ASSIGNMENT: Present an exact copy of each line below.
----- DATA TO EXAMINE -----
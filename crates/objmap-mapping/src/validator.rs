//! Configuration validator
//!
//! Cross-checks constructor parameter bindings against the destination's
//! constructor. Runs when a configuration is built; nothing is mapped with a
//! type map that failed here.

use std::sync::Arc;
use tracing::{debug, warn};

use crate::ConfigurationError;
use crate::bindings::BindingRegistry;
use crate::catalog::{ConstructorCatalog, ConstructorDescriptor, DestinationType};

/// Validate the constructor parameter bindings of one type map
///
/// Returns the constructor the executor must follow, or `None` when the
/// destination has no constructor and nothing is bound to one. Stops at the
/// first binding that does not name a parameter.
///
/// # Errors
///
/// - [`ConfigurationError::NoConstructor`] when bindings exist but the
///   destination has no usable constructor.
/// - [`ConfigurationError::UnknownCtorParam`] when a bound name is not a
///   parameter of the constructor (exact, case-sensitive comparison).
pub fn validate_constructor_bindings<S>(
    destination: &DestinationType,
    bindings: &BindingRegistry<S>,
    catalog: &dyn ConstructorCatalog,
) -> Result<Option<Arc<ConstructorDescriptor>>, ConfigurationError> {
    let Some(constructor) = catalog.constructor_of(destination) else {
        if bindings.is_empty() {
            debug!(destination = destination.full_name(), "no constructor, no bindings");
            return Ok(None);
        }
        warn!(
            destination = destination.full_name(),
            bindings = bindings.len(),
            "constructor parameters bound on a type without a constructor"
        );
        return Err(ConfigurationError::NoConstructor {
            destination: destination.full_name().to_string(),
        });
    };

    if let Some(unknown) = bindings
        .bindings()
        .iter()
        .find(|binding| !constructor.contains(binding.name()))
    {
        warn!(
            destination = destination.full_name(),
            parameter = unknown.name(),
            "bound name is not a constructor parameter"
        );
        return Err(ConfigurationError::UnknownCtorParam {
            destination: destination.full_name().to_string(),
            parameter: unknown.name().to_string(),
        });
    }

    debug!(
        destination = destination.full_name(),
        parameters = constructor.parameter_count(),
        bound = bindings.len(),
        "constructor bindings validated"
    );
    Ok(Some(constructor))
}

/// Validate the member bindings of one type map
///
/// Only runs when the destination declares its member names.
///
/// # Errors
///
/// Returns [`ConfigurationError::UnknownMember`] for the first bound name
/// missing from `declared`.
pub fn validate_member_bindings<S>(
    destination: &DestinationType,
    bindings: &BindingRegistry<S>,
    declared: Option<&[&str]>,
) -> Result<(), ConfigurationError> {
    let Some(declared) = declared else {
        return Ok(());
    };

    match bindings.names().find(|name| !declared.contains(name)) {
        Some(unknown) => {
            warn!(
                destination = destination.full_name(),
                member = unknown,
                "bound name is not a settable member"
            );
            Err(ConfigurationError::UnknownMember {
                destination: destination.full_name().to_string(),
                member: unknown.to_string(),
            })
        }
        None => Ok(()),
    }
}

#[cfg(test)]
mod tests {
    use super::*;
    use crate::ConfigurationErrorKind;
    use crate::bindings::BindingTarget;
    use crate::catalog::{Arguments, DeclaredCatalog, Destination, OverrideCatalog};
    use crate::strategy::ResolutionOptions;

    struct Source {
        value: i32,
    }

    struct Dest;

    impl Destination for Dest {
        fn constructor() -> Option<ConstructorDescriptor> {
            Some(ConstructorDescriptor::new().parameter::<i32>("thing"))
        }

        fn construct(_args: Arguments) -> crate::Result<Self> {
            Ok(Self)
        }
    }

    struct NoCtor;

    impl Destination for NoCtor {
        fn constructor() -> Option<ConstructorDescriptor> {
            None
        }

        fn construct(_args: Arguments) -> crate::Result<Self> {
            Ok(Self)
        }
    }

    fn registry<D: Destination>(names: &[&str]) -> BindingRegistry<Source> {
        let mut registry =
            BindingRegistry::new(D::full_name(), BindingTarget::ConstructorParameter);
        for name in names {
            registry
                .bind(*name, ResolutionOptions::new().map_from(|s: &Source| s.value))
                .unwrap();
        }
        registry
    }

    #[test]
    fn test_matching_bindings_pass() {
        let ctor = validate_constructor_bindings(
            &DestinationType::of::<Dest>(),
            &registry::<Dest>(&["thing"]),
            &DeclaredCatalog::new(),
        )
        .unwrap()
        .unwrap();
        assert!(ctor.contains("thing"));
    }

    #[test]
    fn test_unknown_parameter_reports_first_mismatch() {
        let err = validate_constructor_bindings(
            &DestinationType::of::<Dest>(),
            &registry::<Dest>(&["thing", "think", "thin"]),
            &DeclaredCatalog::new(),
        )
        .unwrap_err();
        assert_eq!(
            err,
            ConfigurationError::UnknownCtorParam {
                destination: Dest::full_name().to_string(),
                parameter: "think".to_string(),
            }
        );
        assert!(
            err.to_string()
                .contains("does not have a constructor with a parameter named 'think'.")
        );
    }

    #[test]
    fn test_case_mismatch_is_unknown() {
        let err = validate_constructor_bindings(
            &DestinationType::of::<Dest>(),
            &registry::<Dest>(&["Thing"]),
            &DeclaredCatalog::new(),
        )
        .unwrap_err();
        assert_eq!(err.kind(), ConfigurationErrorKind::UnknownCtorParam);
    }

    #[test]
    fn test_no_constructor_with_bindings() {
        let err = validate_constructor_bindings(
            &DestinationType::of::<NoCtor>(),
            &registry::<NoCtor>(&["thing"]),
            &DeclaredCatalog::new(),
        )
        .unwrap_err();
        assert_eq!(err.kind(), ConfigurationErrorKind::NoConstructor);
        assert!(err.to_string().contains("does not have a constructor."));
        assert!(err.to_string().contains(NoCtor::full_name()));
    }

    #[test]
    fn test_no_constructor_without_bindings_is_fine() {
        let ctor = validate_constructor_bindings(
            &DestinationType::of::<NoCtor>(),
            &registry::<NoCtor>(&[]),
            &DeclaredCatalog::new(),
        )
        .unwrap();
        assert!(ctor.is_none());
    }

    #[test]
    fn test_catalog_decides_over_declaration() {
        let catalog = OverrideCatalog::new().without_constructor(Dest::full_name());
        let err = validate_constructor_bindings(
            &DestinationType::of::<Dest>(),
            &registry::<Dest>(&["thing"]),
            &catalog,
        )
        .unwrap_err();
        assert_eq!(err.kind(), ConfigurationErrorKind::NoConstructor);
    }

    #[test]
    fn test_member_bindings_checked_when_declared() {
        let mut members = BindingRegistry::new(NoCtor::full_name(), BindingTarget::Member);
        members
            .bind("label", ResolutionOptions::new().map_from(|s: &Source| s.value))
            .unwrap();
        let destination = DestinationType::of::<NoCtor>();

        assert!(validate_member_bindings(&destination, &members, Some(&["label"])).is_ok());
        assert!(validate_member_bindings(&destination, &members, None).is_ok());

        let err = validate_member_bindings(&destination, &members, Some(&["title"])).unwrap_err();
        assert_eq!(
            err,
            ConfigurationError::UnknownMember {
                destination: NoCtor::full_name().to_string(),
                member: "label".to_string(),
            }
        );
    }

    #[test]
    fn test_validation_is_repeatable() {
        let bindings = registry::<Dest>(&["think"]);
        let catalog = DeclaredCatalog::new();
        let destination = DestinationType::of::<Dest>();
        let first = validate_constructor_bindings(&destination, &bindings, &catalog);
        let second = validate_constructor_bindings(&destination, &bindings, &catalog);
        assert_eq!(first.unwrap_err(), second.unwrap_err());
    }
}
-----
RESPONSE TO THIS EXERCISE:
filename crates/objmap-mapping/src/validator.rs
//! Configuration validator
//!
//! Cross-checks constructor parameter bindings against the destination's
//! constructor. Runs when a configuration is built; nothing is mapped with a
//! type map that failed here.

use std::sync::Arc;
use tracing::{debug, warn};

use crate::ConfigurationError;
use crate::bindings::BindingRegistry;
use crate::catalog::{ConstructorCatalog, ConstructorDescriptor, DestinationType};

/// Validate the constructor parameter bindings of one type map
///
/// Returns the constructor the executor must follow, or `None` when the
/// destination has no constructor and nothing is bound to one. Stops at the
/// first binding that does not name a parameter.
///
/// # Errors
///
/// - [`ConfigurationError::NoConstructor`] when bindings exist but the
///   destination has no usable constructor.
/// - [`ConfigurationError::UnknownCtorParam`] when a bound name is not a
///   parameter of the constructor (exact, case-sensitive comparison).
pub fn validate_constructor_bindings<S>(
    destination: &DestinationType,
    bindings: &BindingRegistry<S>,
    catalog: &dyn ConstructorCatalog,
) -> Result<Option<Arc<ConstructorDescriptor>>, ConfigurationError> {
    let Some(constructor) = catalog.constructor_of(destination) else {
        if bindings.is_empty() {
            debug!(destination = destination.full_name(), "no constructor, no bindings");
            return Ok(None);
        }
        warn!(
            destination = destination.full_name(),
            bindings = bindings.len(),
            "constructor parameters bound on a type without a constructor"
        );
        return Err(ConfigurationError::NoConstructor {
            destination: destination.full_name().to_string(),
        });
    };

    if let Some(unknown) = bindings
        .bindings()
        .iter()
        .find(|binding| !constructor.contains(binding.name()))
    {
        warn!(
            destination = destination.full_name(),
            parameter = unknown.name(),
            "bound name is not a constructor parameter"
        );
        return Err(ConfigurationError::UnknownCtorParam {
            destination: destination.full_name().to_string(),
            parameter: unknown.name().to_string(),
        });
    }

    debug!(
        destination = destination.full_name(),
        parameters = constructor.parameter_count(),
        bound = bindings.len(),
        "constructor bindings validated"
    );
    Ok(Some(constructor))
}

/// Validate the member bindings of one type map
///
/// Only runs when the destination declares its member names.
///
/// # Errors
///
/// Returns [`ConfigurationError::UnknownMember`] for the first bound name
/// missing from `declared`.
pub fn validate_member_bindings<S>(
    destination: &DestinationType,
    bindings: &BindingRegistry<S>,
    declared: Option<&[&str]>,
) -> Result<(), ConfigurationError> {
    let Some(declared) = declared else {
        return Ok(());
    };

    match bindings.names().find(|name| !declared.contains(name)) {
        Some(unknown) => {
            warn!(
                destination = destination.full_name(),
                member = unknown,
                "bound name is not a settable member"
            );
            Err(ConfigurationError::UnknownMember {
                destination: destination.full_name().to_string(),
                member: unknown.to_string(),
            })
        }
        None => Ok(()),
    }
}

#[cfg(test)]
mod tests {
    use super::*;
    use crate::ConfigurationErrorKind;
    use crate::bindings::BindingTarget;
    use crate::catalog::{Arguments, DeclaredCatalog, Destination, OverrideCatalog};
    use crate::strategy::ResolutionOptions;

    struct Source {
        value: i32,
    }

    struct Dest;

    impl Destination for Dest {
        fn constructor() -> Option<ConstructorDescriptor> {
            Some(ConstructorDescriptor::new().parameter::<i32>("thing"))
        }

        fn construct(_args: Arguments) -> crate::Result<Self> {
            Ok(Self)
        }
    }

    struct NoCtor;

    impl Destination for NoCtor {
        fn constructor() -> Option<ConstructorDescriptor> {
            None
        }

        fn construct(_args: Arguments) -> crate::Result<Self> {
            Ok(Self)
        }
    }

    fn registry<D: Destination>(names: &[&str]) -> BindingRegistry<Source> {
        let mut registry =
            BindingRegistry::new(D::full_name(), BindingTarget::ConstructorParameter);
        for name in names {
            registry
                .bind(*name, ResolutionOptions::new().map_from(|s: &Source| s.value))
                .unwrap();
        }
        registry
    }

    #[test]
    fn test_matching_bindings_pass() {
        let ctor = validate_constructor_bindings(
            &DestinationType::of::<Dest>(),
            &registry::<Dest>(&["thing"]),
            &DeclaredCatalog::new(),
        )
        .unwrap()
        .unwrap();
        assert!(ctor.contains("thing"));
    }

    #[test]
    fn test_unknown_parameter_reports_first_mismatch() {
        let err = validate_constructor_bindings(
            &DestinationType::of::<Dest>(),
            &registry::<Dest>(&["thing", "think", "thin"]),
            &DeclaredCatalog::new(),
        )
        .unwrap_err();
        assert_eq!(
            err,
            ConfigurationError::UnknownCtorParam {
                destination: Dest::full_name().to_string(),
                parameter: "think".to_string(),
            }
        );
        assert!(
            err.to_string()
                .contains("does not have a constructor with a parameter named 'think'.")
        );
    }

    #[test]
    fn test_case_mismatch_is_unknown() {
        let err = validate_constructor_bindings(
            &DestinationType::of::<Dest>(),
            &registry::<Dest>(&["Thing"]),
            &DeclaredCatalog::new(),
        )
        .unwrap_err();
        assert_eq!(err.kind(), ConfigurationErrorKind::UnknownCtorParam);
    }

    #[test]
    fn test_no_constructor_with_bindings() {
        let err = validate_constructor_bindings(
            &DestinationType::of::<NoCtor>(),
            &registry::<NoCtor>(&["thing"]),
            &DeclaredCatalog::new(),
        )
        .unwrap_err();
        assert_eq!(err.kind(), ConfigurationErrorKind::NoConstructor);
        assert!(err.to_string().contains("does not have a constructor."));
        assert!(err.to_string().contains(NoCtor::full_name()));
    }

    #[test]
    fn test_no_constructor_without_bindings_is_fine() {
        let ctor = validate_constructor_bindings(
            &DestinationType::of::<NoCtor>(),
            &registry::<NoCtor>(&[]),
            &DeclaredCatalog::new(),
        )
        .unwrap();
        assert!(ctor.is_none());
    }

    #[test]
    fn test_catalog_decides_over_declaration() {
        let catalog = OverrideCatalog::new().without_constructor(Dest::full_name());
        let err = validate_constructor_bindings(
            &DestinationType::of::<Dest>(),
            &registry::<Dest>(&["thing"]),
            &catalog,
        )
        .unwrap_err();
        assert_eq!(err.kind(), ConfigurationErrorKind::NoConstructor);
    }

    #[test]
    fn test_member_bindings_checked_when_declared() {
        let mut members = BindingRegistry::new(NoCtor::full_name(), BindingTarget::Member);
        members
            .bind("label", ResolutionOptions::new().map_from(|s: &Source| s.value))
            .unwrap();
        let destination = DestinationType::of::<NoCtor>();

        assert!(validate_member_bindings(&destination, &members, Some(&["label"])).is_ok());
        assert!(validate_member_bindings(&destination, &members, None).is_ok());

        let err = validate_member_bindings(&destination, &members, Some(&["title"])).unwrap_err();
        assert_eq!(
            err,
            ConfigurationError::UnknownMember {
                destination: NoCtor::full_name().to_string(),
                member: "label".to_string(),
            }
        );
    }

    #[test]
    fn test_validation_is_repeatable() {
        let bindings = registry::<Dest>(&["think"]);
        let catalog = DeclaredCatalog::new();
        let destination = DestinationType::of::<Dest>();
        let first = validate_constructor_bindings(&destination, &bindings, &catalog);
        let second = validate_constructor_bindings(&destination, &bindings, &catalog);
        assert_eq!(first.unwrap_err(), second.unwrap_err());
    }
}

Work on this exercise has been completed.